At the 2018 ELC conference, GSA and the IRS were among the agencies highlighting how robotics and other emerging technologies can make federal acquisition better...
PHILADELPHIA — The Federal Acquisition Service at the General Services Administration spends $100 million a year on systems that are outdated, disliked by their users and arduous to use. There is something like 70 applications that interface with the contract writing system alone.
The IRS wants to replace systems that require tens of thousands of manual hours to process basic procurement actions like contractor determinations.
The debate over the use of Other Transaction Authority remains strong over whether it’s just another tool in the procurement toolbox, or has the Defense Department discovered the “Holy Grail” of contracting because Congress gave them production authority.
All of these examples really are just symptoms to the larger disease — the need to reimagine the entire job of a contracting officer. With the move to automation happening more quickly, contracting officers soon will finally achieve the business acumen and partnership role that has been long talked about.
The good news is the change is starting to happen. One of the major themes that emerged from the 2018 ImagineNation ELC conference sponsored by ACT-IAC was around the evolution hitting the federal acquisition process.
GSA Administrator Emily Murphy said reconceiving how a contracting officer works is one of her main goals for FAS as it modernizes its schedules program by reducing the number of overall of contracts, by moving toward an unpriced schedule and pushing competition down to the task order level.
“When I’ve talked to our 1102 community and when I talk to our vendor community, one of the questions I always ask is, ‘What value are we driving from setting ceiling prices?’” Murphy said after her speech at ELC. “When we are reimaging how the schedules work, if we incorporate things like the e-commerce platform, which deals with the very low dollar value purchases, and we focus on services being an unpriced contract where we actually focus on pricing at the task order level, that frees up our 1102s. They no longer are negotiating the same ceiling prices again and again. They are instead focusing on how to make sure task order competition is real, vigorous and it’s dynamic.”

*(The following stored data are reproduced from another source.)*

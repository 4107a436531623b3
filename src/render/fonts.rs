use ab_glyph::{FontVec, PxScale};
use font8x8::{UnicodeFonts, BASIC_FONTS, BLOCK_FONTS, BOX_FONTS, LATIN_FONTS};
use image::{Rgb, RgbImage};
use imageproc::drawing::{draw_text_mut, text_size};
use std::fs;
use std::path::Path;
use tracing::{debug, info, warn};

use crate::config::FontsConfig;

#[derive(Debug, Clone, Copy, PartialEq, Eq)]
pub enum FontRole {
    Title,
    Body,
    Small,
}

#[derive(Debug, Clone, Copy, PartialEq, Eq)]
pub enum FontQuality {
    /// Scalable CJK-capable font.
    Rich,
    /// Built-in bitmap font without CJK glyphs.
    Degraded,
}

/// Everything the drawing primitives need from a font.
pub trait Typeface: Send + Sync {
    /// Width and height in pixels.
    fn measure(&self, role: FontRole, text: &str) -> (u32, u32);
    fn draw(&self, canvas: &mut RgbImage, role: FontRole, text: &str, x: i32, y: i32, color: Rgb<u8>);
}

pub struct FontSet {
    quality: FontQuality,
    face: Box<dyn Typeface>,
}

impl FontSet {
    /// Loads the first usable candidate; falls back to the bitmap font when
    /// none parses.
    pub fn probe(cfg: &FontsConfig) -> Self {
        for path in &cfg.candidates {
            match RichFonts::load(path, cfg) {
                Ok(fonts) => {
                    info!(path = %path.display(), "шрифт загружен");
                    return Self {
                        quality: FontQuality::Rich,
                        face: Box::new(fonts),
                    };
                }
                Err(reason) => {
                    debug!(path = %path.display(), reason = %reason, "шрифт недоступен");
                }
            }
        }
        warn!(
            candidates = cfg.candidates.len(),
            "CJK-шрифт не найден, используется встроенный растровый шрифт"
        );
        Self::degraded()
    }

    pub fn degraded() -> Self {
        Self {
            quality: FontQuality::Degraded,
            face: Box::new(BitmapFonts::default()),
        }
    }

    pub fn quality(&self) -> FontQuality {
        self.quality
    }

    pub fn measure(&self, role: FontRole, text: &str) -> (u32, u32) {
        self.face.measure(role, text)
    }

    pub fn draw(&self, canvas: &mut RgbImage, role: FontRole, text: &str, x: i32, y: i32, color: Rgb<u8>) {
        self.face.draw(canvas, role, text, x, y, color)
    }
}

pub struct RichFonts {
    font: FontVec,
    title: PxScale,
    body: PxScale,
    small: PxScale,
}

impl RichFonts {
    pub fn load(path: &Path, cfg: &FontsConfig) -> Result<Self, String> {
        let data = fs::read(path).map_err(|err| err.to_string())?;
        // Index 0 also covers single-face files; collections use their first face.
        let font = FontVec::try_from_vec_and_index(data, 0).map_err(|err| err.to_string())?;
        Ok(Self {
            font,
            title: PxScale::from(cfg.title_size),
            body: PxScale::from(cfg.body_size),
            small: PxScale::from(cfg.small_size),
        })
    }

    fn scale(&self, role: FontRole) -> PxScale {
        match role {
            FontRole::Title => self.title,
            FontRole::Body => self.body,
            FontRole::Small => self.small,
        }
    }
}

impl Typeface for RichFonts {
    fn measure(&self, role: FontRole, text: &str) -> (u32, u32) {
        text_size(self.scale(role), &self.font, text)
    }

    fn draw(&self, canvas: &mut RgbImage, role: FontRole, text: &str, x: i32, y: i32, color: Rgb<u8>) {
        draw_text_mut(canvas, color, x, y, self.scale(role), &self.font, text);
    }
}

const CELL: u32 = 8;

/// 8x8 bitmap glyphs blown up by an integer factor per role.
#[derive(Debug, Clone, Copy)]
pub struct BitmapFonts {
    title: u32,
    body: u32,
    small: u32,
}

impl Default for BitmapFonts {
    fn default() -> Self {
        Self {
            title: 3,
            body: 2,
            small: 2,
        }
    }
}

impl BitmapFonts {
    fn factor(&self, role: FontRole) -> u32 {
        match role {
            FontRole::Title => self.title,
            FontRole::Body => self.body,
            FontRole::Small => self.small,
        }
    }
}

fn glyph(ch: char) -> Option<[u8; 8]> {
    BASIC_FONTS
        .get(ch)
        .or_else(|| LATIN_FONTS.get(ch))
        .or_else(|| BOX_FONTS.get(ch))
        .or_else(|| BLOCK_FONTS.get(ch))
}

impl Typeface for BitmapFonts {
    fn measure(&self, role: FontRole, text: &str) -> (u32, u32) {
        let side = CELL * self.factor(role);
        (text.chars().count() as u32 * side, side)
    }

    fn draw(&self, canvas: &mut RgbImage, role: FontRole, text: &str, x: i32, y: i32, color: Rgb<u8>) {
        let factor = self.factor(role) as i32;
        let side = CELL as i32 * factor;
        let (width, height) = (canvas.width() as i32, canvas.height() as i32);

        for (idx, ch) in text.chars().enumerate() {
            // Unknown glyphs still take up a cell.
            let Some(rows) = glyph(ch) else {
                continue;
            };
            let origin_x = x + idx as i32 * side;
            for (row, bits) in rows.iter().enumerate() {
                for col in 0..CELL as i32 {
                    if bits & (1 << col) == 0 {
                        continue;
                    }
                    let px = origin_x + col * factor;
                    let py = y + row as i32 * factor;
                    for dy in 0..factor {
                        for dx in 0..factor {
                            let (cx, cy) = (px + dx, py + dy);
                            if (0..width).contains(&cx) && (0..height).contains(&cy) {
                                canvas.put_pixel(cx as u32, cy as u32, color);
                            }
                        }
                    }
                }
            }
        }
    }
}

#[cfg(test)]
mod tests {
    use super::*;
    use std::io::Write;
    use std::path::PathBuf;

    fn cfg_with(candidates: Vec<PathBuf>) -> FontsConfig {
        FontsConfig {
            candidates,
            ..FontsConfig::default()
        }
    }

    #[test]
    fn missing_fonts_degrade_instead_of_failing() {
        let fonts = FontSet::probe(&cfg_with(vec![PathBuf::from("/no/such/font.ttc")]));
        assert_eq!(fonts.quality(), FontQuality::Degraded);
        assert_eq!(fonts.measure(FontRole::Body, "42.5%"), (80, 16));
    }

    #[test]
    fn unparsable_font_file_degrades() {
        let mut file = tempfile::NamedTempFile::new().unwrap();
        file.write_all(b"definitely not a font").unwrap();
        let fonts = FontSet::probe(&cfg_with(vec![file.path().to_path_buf()]));
        assert_eq!(fonts.quality(), FontQuality::Degraded);
    }

    #[test]
    fn bitmap_sizes_follow_role() {
        let fonts = BitmapFonts::default();
        assert_eq!(fonts.measure(FontRole::Title, "ab"), (48, 24));
        assert_eq!(fonts.measure(FontRole::Small, "abc"), (48, 16));
        assert_eq!(fonts.measure(FontRole::Body, "硬盘 (C:)"), (112, 16));
    }

    #[test]
    fn bitmap_draw_stays_inside_canvas() {
        let mut canvas = RgbImage::from_pixel(20, 10, Rgb([255, 255, 255]));
        let fonts = BitmapFonts::default();
        fonts.draw(&mut canvas, FontRole::Title, "HH", -5, -5, Rgb([0, 0, 0]));
        fonts.draw(&mut canvas, FontRole::Body, "H", 15, 5, Rgb([0, 0, 0]));
        assert!(canvas.pixels().any(|p| *p == Rgb([0, 0, 0])));
    }

    #[test]
    fn bitmap_draws_known_glyphs_only() {
        let mut canvas = RgbImage::from_pixel(64, 16, Rgb([255, 255, 255]));
        BitmapFonts::default().draw(&mut canvas, FontRole::Body, "盘", 0, 0, Rgb([0, 0, 0]));
        assert!(canvas.pixels().all(|p| *p == Rgb([255, 255, 255])));

        BitmapFonts::default().draw(&mut canvas, FontRole::Body, "盘I", 0, 0, Rgb([0, 0, 0]));
        let (left, right): (Vec<_>, Vec<_>) = canvas
            .enumerate_pixels()
            .filter(|(_, _, p)| **p == Rgb([0, 0, 0]))
            .partition(|(x, _, _)| *x < 16);
        assert!(left.is_empty());
        assert!(!right.is_empty());
    }
}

Murphy said the combination of technology, such as robotics process automation and machine learning, and business process reengineering, contracting officers can spend more time on finding the right solutions based on data and business needs.
“Think about when we awarded OASIS, it required labor hour prices per category, but it really focused a lot more on the technical qualifications of the vendors,” she said. “This gives us the ability to focus on those technical qualifications, what makes each vendor successful, unique and what can they bring to the table as a solution, instead of focusing on that contract hour price. That contract hour price becomes relatively meaningless until you get to an actual scope of work. Then you have dynamic competition at the task order level and drive down prices with a real solution behind those prices.”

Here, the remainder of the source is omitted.